WHMCS OpenID and cPanel Setup Guide

From WHMCS Documentation

Revision as of 16:06, 24 February 2016 by Chance (talk | contribs) (Setup Guide)
(diff) ← Older revision | Latest revision (diff) | Newer revision → (diff)

cPanel & WHM 54 introduces support for login using OpenID Connect authentication providers.

WHMCS 6.2 and later can act as an OpenID Connect Authentication Provider.

The WHMCS OpenID Connect feature allows users to sign into cPanel using their login credentials for your WHMCS Billing & Support system. Utilizing this integration reduces the number of login credentials that end users are required to remember.

Setup Guide

To enable WHMCS as an OpenID Connect Authentication Provider for your cPanel/WHM server, follow the steps below.

Important: Please ensure you are running cPanel/WHM Version 54 or later or these options will not be available.

OpenID Connect requires a Certificate Authority verified SSL certificate. You will need an SSL installed on the cPanel server for the cPanel/WHM service ports and for the WHMCS installation itself.

  1. Log into WHM as root
  2. Navigate to Security Center > Manage External Authentications
  3. Select the Configure tab
  4. Under the Authentication Providers heading, locate Log in via WHMCS
  5. Click the Configure button
  6. Copy the Redirect URI that contains the cPanel port number (2083) to your clipboard - you will need this in a minute.
  7. Now login to your WHMCS Admin Area
  8. Navigate to Setup > OpenID Connect
  9. Click the Generate New Client API Credentials button
  10. Enter a name for this OpenID Credential Set - we suggest using the following details
    Application Name: cPanel
    Description: hostname.example.com
    Logo URI: /modules/servers/cpanel/logo.png
    Redirect URI: (the URI you copied into your clipboard above)
  11. Once all fields have been filled out, click the Generate Credentials button
  12. The page will re-load and display the generated Client API Credentials to you
  13. Copy the generated Client ID and Client Secret from here and paste them into the appropriate fields within the WHM WHMCS External Authentication Provider Configuration interface
  14. In the Well Known Config URI field, enter https://www.example.com/whmcs/oauth/openid-configuration.php, replacing https://www.example.com/whmcs with your WHMCS System SSL URL
  15. Finally, tick the box to confirm you have used the Redirect URIs as provided, and then click Save to complete the process.

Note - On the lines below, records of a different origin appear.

//! Options and collector surface of the x509 certificate exporter.
//!
//! The exporter scans certificate sources (PEM/DER files, directories, YAML
//! documents and Kubernetes secrets) and emits expiry metrics. This module
//! owns its options shape, its fallible constructor and the Prometheus
//! collector adapter; the scan and cache cycle itself runs behind this
//! surface and is not part of the configuration layer.

use std::fmt;
use std::str::FromStr;
use std::time::Duration;

use lazy_static::lazy_static;
use prometheus::core::{Collector as PrometheusCollector, Desc};
use prometheus::proto::MetricFamily;
use prometheus::{Gauge, GaugeVec, Opts, Registry};
use serde::{Deserialize, Deserializer, Serialize, Serializer};

use crate::error::IntegrationError;

lazy_static! {
    /// Secret types scanned when Kubernetes discovery is enabled but no
    /// explicit types are configured.
    static ref DEFAULT_KUBE_SECRET_TYPES: Vec<KubeSecretType> = vec![KubeSecretType {
        secret_type: "kubernetes.io/tls".to_string(),
        key: "tls.crt".to_string(),
    }];

    /// Labels attached to every certificate metric, in emission order.
    static ref BASE_METRIC_LABELS: Vec<&'static str> = vec![
        "filename",
        "filepath",
        "serial_number",
        "issuer_CN",
        "subject_CN",
        "secret_name",
        "secret_namespace",
    ];
}

/// Encoding of a certificate embedded in a YAML document.
#[derive(Debug, Clone, Copy, PartialEq, Eq, Serialize, Deserialize)]
#[serde(rename_all = "lowercase")]
pub enum CertificateFormat {
    /// PEM block stored verbatim in the document
    Pem,
    /// PEM block stored base64-encoded (the Kubernetes secret convention)
    Base64,
}

impl Default for CertificateFormat {
    fn default() -> Self {
        CertificateFormat::Pem
    }
}

/// Reference to a certificate embedded in a YAML document, located by a pair
/// of match expressions.
#[derive(Debug, Clone, PartialEq, Eq, Default, Serialize, Deserialize)]
#[serde(default)]
pub struct YamlCertRef {
    /// Expression matching the node holding the certificate data
    pub cert_match_expr: String,
    /// Expression matching the node used as the certificate's identifier
    pub id_match_expr: String,
    /// Encoding of the matched certificate data
    pub format: CertificateFormat,
}

/// A Kubernetes secret type paired with the data key holding the certificate,
/// written `type:key` (for example `kubernetes.io/tls:tls.crt`).
#[derive(Debug, Clone, PartialEq, Eq)]
pub struct KubeSecretType {
    /// The secret's `type` field
    pub secret_type: String,
    /// The data key to read the certificate from
    pub key: String,
}

impl fmt::Display for KubeSecretType {
    fn fmt(&self, f: &mut fmt::Formatter<'_>) -> fmt::Result {
        write!(f, "{}:{}", self.secret_type, self.key)
    }
}

impl FromStr for KubeSecretType {
    type Err = IntegrationError;

    fn from_str(s: &str) -> Result<Self, Self::Err> {
        // Secret types may contain '/' but never ':', so the last colon
        // separates the type from the data key.
        match s.rsplit_once(':') {
            Some((secret_type, key)) if !secret_type.is_empty() && !key.is_empty() => {
                Ok(KubeSecretType {
                    secret_type: secret_type.to_string(),
                    key: key.to_string(),
                })
            }
            _ => Err(IntegrationError::InvalidSecretType {
                value: s.to_string(),
            }),
        }
    }
}

impl Serialize for KubeSecretType {
    fn serialize<S: Serializer>(&self, serializer: S) -> Result<S::Ok, S::Error> {
        serializer.collect_str(self)
    }
}

impl<'de> Deserialize<'de> for KubeSecretType {
    fn deserialize<D: Deserializer<'de>>(deserializer: D) -> Result<Self, D::Error> {
        let s = String::deserialize(deserializer)?;
        s.parse().map_err(serde::de::Error::custom)
    }
}

/// Options accepted by the exporter's constructor.
///
/// This is the canonical flat options shape; both configuration surfaces of
/// the integration layer map into it field-for-field.
#[derive(Debug, Clone, PartialEq, Default)]
pub struct Options {
    pub directories: Vec<String>,
    pub files: Vec<String>,
    pub yamls: Vec<String>,
    pub yaml_paths: Vec<YamlCertRef>,
    pub trim_path_components: usize,
    pub max_cache_duration: Duration,
    pub expose_relative_metrics: bool,
    pub expose_error_metrics: bool,
    pub expose_labels: Vec<String>,
    pub config_map_keys: Vec<String>,
    pub kube_enabled: bool,
    pub kube_config_path: String,
    pub kube_secret_types: Vec<KubeSecretType>,
    pub kube_include_namespaces: Vec<String>,
    pub kube_exclude_namespaces: Vec<String>,
    pub kube_include_namespace_labels: Vec<String>,
    pub kube_exclude_namespace_labels: Vec<String>,
    pub kube_include_labels: Vec<String>,
    pub kube_exclude_labels: Vec<String>,
}

impl Options {
    /// Whether at least one certificate source is configured.
    pub fn has_certificate_source(&self) -> bool {
        !self.files.is_empty()
            || !self.directories.is_empty()
            || !self.yamls.is_empty()
            || !self.yaml_paths.is_empty()
            || self.kube_enabled
    }

    /// Label names exposed on certificate metrics. An empty `expose_labels`
    /// exposes the full base set; otherwise only the listed base labels are
    /// kept, in base order.
    fn metric_labels(&self) -> Vec<&'static str> {
        if self.expose_labels.is_empty() {
            return BASE_METRIC_LABELS.clone();
        }
        BASE_METRIC_LABELS
            .iter()
            .filter(|label| self.expose_labels.iter().any(|l| l == *label))
            .copied()
            .collect()
    }
}

/// A certificate exporter instance bound to one set of options.
///
/// Construction validates the options and registers the metric families the
/// scan cycle will populate. Constructed fresh per activation and handed to a
/// [`Collector`] by ownership transfer.
pub struct Exporter {
    options: Options,
    registry: Registry,
    not_after: GaugeVec,
    not_before: GaugeVec,
    expired: GaugeVec,
    expires_in: Option<GaugeVec>,
    valid_since: Option<GaugeVec>,
    read_errors: Option<Gauge>,
}

impl Exporter {
    /// Creates an exporter from the given options.
    ///
    /// # Errors
    ///
    /// * [`IntegrationError::NoCertificateSource`] - no files, directories,
    ///   YAML sources or Kubernetes discovery configured
    /// * [`IntegrationError::Collector`] - a metric family could not be
    ///   created or registered
    pub fn new(mut options: Options) -> Result<Exporter, IntegrationError> {
        if !options.has_certificate_source() {
            return Err(IntegrationError::NoCertificateSource);
        }

        if options.kube_enabled && options.kube_secret_types.is_empty() {
            options.kube_secret_types = DEFAULT_KUBE_SECRET_TYPES.clone();
        }

        let labels = options.metric_labels();
        let registry = Registry::new();

        let not_after = GaugeVec::new(
            Opts::new(
                "x509_cert_not_after",
                "Timestamp after which the certificate is invalid",
            ),
            &labels,
        )?;
        registry.register(Box::new(not_after.clone()))?;

        let not_before = GaugeVec::new(
            Opts::new(
                "x509_cert_not_before",
                "Timestamp before which the certificate is invalid",
            ),
            &labels,
        )?;
        registry.register(Box::new(not_before.clone()))?;

        let expired = GaugeVec::new(
            Opts::new("x509_cert_expired", "Whether the certificate has expired"),
            &labels,
        )?;
        registry.register(Box::new(expired.clone()))?;

        let mut expires_in = None;
        let mut valid_since = None;
        if options.expose_relative_metrics {
            let gauge = GaugeVec::new(
                Opts::new(
                    "x509_cert_expires_in_seconds",
                    "Seconds until the certificate expires",
                ),
                &labels,
            )?;
            registry.register(Box::new(gauge.clone()))?;
            expires_in = Some(gauge);

            let gauge = GaugeVec::new(
                Opts::new(
                    "x509_cert_valid_since_seconds",
                    "Seconds since the certificate became valid",
                ),
                &labels,
            )?;
            registry.register(Box::new(gauge.clone()))?;
            valid_since = Some(gauge);
        }

        let mut read_errors = None;
        if options.expose_error_metrics {
            let gauge = Gauge::new(
                "x509_read_errors",
                "Number of certificate sources that could not be read",
            )?;
            registry.register(Box::new(gauge.clone()))?;
            read_errors = Some(gauge);
        }

        Ok(Exporter {
            options,
            registry,
            not_after,
            not_before,
            expired,
            expires_in,
            valid_since,
            read_errors,
        })
    }

    /// The options this exporter was constructed with, after defaulting.
    pub fn options(&self) -> &Options {
        &self.options
    }
}

/// Adapter exposing one [`Exporter`]'s metrics to a Prometheus scrape
/// registry. Owns the exporter for its whole lifetime.
pub struct Collector {
    exporter: Exporter,
}

impl Collector {
    pub fn new(exporter: Exporter) -> Collector {
        Collector { exporter }
    }
}

impl PrometheusCollector for Collector {
    fn desc(&self) -> Vec<&Desc> {
        let mut descs = self.exporter.not_after.desc();
        descs.extend(self.exporter.not_before.desc());
        descs.extend(self.exporter.expired.desc());
        if let Some(gauge) = &self.exporter.expires_in {
            descs.extend(gauge.desc());
        }
        if let Some(gauge) = &self.exporter.valid_since {
            descs.extend(gauge.desc());
        }
        if let Some(gauge) = &self.exporter.read_errors {
            descs.extend(gauge.desc());
        }
        descs
    }

    fn collect(&self) -> Vec<MetricFamily> {
        self.exporter.registry.gather()
    }
}
//! Error types for the integration layer.
//!
//! This module defines the errors that can occur while deserializing
//! integration configuration, registering config types, or constructing the
//! certificate exporter.

use std::fmt;

/// Error type for integration configuration and construction failures.
#[derive(Debug)]
pub enum IntegrationError {
    /// A configuration document could not be deserialized
    Deserialize {
        /// Description of the parse failure
        reason: String,
    },

    /// A configuration file could not be read
    Io {
        /// The underlying I/O error
        reason: String,
    },

    /// The exporter was configured without any certificate source
    NoCertificateSource,

    /// A Kubernetes secret type could not be parsed from its string form
    InvalidSecretType {
        /// The offending input, expected `type:key`
        value: String,
    },

    /// A Prometheus collector could not be created or registered
    Collector {
        /// Description of the metrics failure
        reason: String,
    },

    /// A config type was registered under a name that is already taken
    DuplicateRegistration {
        /// The conflicting registry key
        name: String,
    },

    /// No integration is registered under the requested name
    UnknownIntegration {
        /// The requested registry key
        name: String,
    },

    /// No component is registered under the requested name
    UnknownComponent {
        /// The requested component name
        name: String,
    },
}

impl fmt::Display for IntegrationError {
    fn fmt(&self, f: &mut fmt::Formatter<'_>) -> fmt::Result {
        match self {
            Self::Deserialize { reason } => {
                write!(f, "failed to deserialize configuration: {}", reason)
            }
            Self::Io { reason } => {
                write!(f, "failed to read configuration: {}", reason)
            }
            Self::NoCertificateSource => {
                write!(
                    f,
                    "no certificate source configured: set files, directories, yamls, yaml_paths or enable Kubernetes discovery"
                )
            }
            Self::InvalidSecretType { value } => {
                write!(
                    f,
                    "invalid Kubernetes secret type '{}': expected the form 'type:key', e.g. 'kubernetes.io/tls:tls.crt'",
                    value
                )
            }
            Self::Collector { reason } => {
                write!(f, "collector error: {}", reason)
            }
            Self::DuplicateRegistration { name } => {
                write!(f, "'{}' is already registered", name)
            }
            Self::UnknownIntegration { name } => {
                write!(f, "unknown integration '{}'", name)
            }
            Self::UnknownComponent { name } => {
                write!(f, "unknown component '{}'", name)
            }
        }
    }
}

impl std::error::Error for IntegrationError {}

// Conversion implementations for the underlying document and metrics crates

impl From<serde_yaml::Error> for IntegrationError {
    fn from(e: serde_yaml::Error) -> Self {
        Self::Deserialize {
            reason: e.to_string(),
        }
    }
}

impl From<toml::de::Error> for IntegrationError {
    fn from(e: toml::de::Error) -> Self {
        Self::Deserialize {
            reason: e.to_string(),
        }
    }
}

impl From<prometheus::Error> for IntegrationError {
    fn from(e: prometheus::Error) -> Self {
        Self::Collector {
            reason: e.to_string(),
        }
    }
}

To complete the setup and activate the WHMCS integration, slide the toggle switch for the Status (cpaneld) to Enabled. Upon doing this, the "Log in via WHMCS" button should immediately begin showing on the cPanel login page.

Repeat the above steps for each compatible cPanel/WHM server you wish to offer WHMCS authentication for. We recommend creating a unique set of OpenID Connect API Credentials for each server you wish to connect with your WHMCS installation for best security practices.

How it works/Testing the integration

Navigate to your cPanel login url, https://hostname.yourdomain.com:2083/ and there you should see a "Log in via WHMCS" button (see image below). If you do not see the button, please double check you completed all the steps above.

CPanelWHMCSOpenIDLogin.png

Initial Login

  1. Click the Log in via WHMCS button on the cPanel login page.
  2. You should be redirected to your WHMCS installation's Authentication and Authorization page.
  3. Login with a valid client area email address and password.
  4. You should then see a screen like the image below requesting permission to provide the cPanel server the minimum amount of information required to associate the cPanel account and the WHMCS Billing Account
    1. This authorization page is only displayed the first time a user requests to login using their WHMCS Billing Account Credentials.
  5. Upon clicking Authorize the user is returned to cPanel.

The first time a user does this they will not be logged into cPanel immediately. cPanel will prompt the user for the cPanel username and password they wish to pair up with the WHMCS Billing & Support Client Account, which was just authenticated and authorized.

WHMCSAuthenticationAuthorizationScreen.png

Future Logins

On future login visits, clicking the Log in via WHMCS button will redirect to WHMCS, request the user to log in, and then immediately redirect them back to cPanel where an active login session is auto-generated for the associated cPanel account.

If a user is already authenticated to the WHMCS instance when they click Log in via WHMCS (either in the current browser session or via a remember me cookie), the user will not even be prompted for login details and simply be redirected immediately back to the cPanel interface with an active login session of the associated cPanel account.

Caveats

  • cPanel does not provide a mechanism, at this time, to associate multiple cPanel accounts (on the same server) to a single OpenID Connect Subscriber. In short, if your client has multiple hosting accounts on the same cPanel/WHM server, they will only be able to pair their WHMCS Billing & Support Client Account with one of those hosting accounts.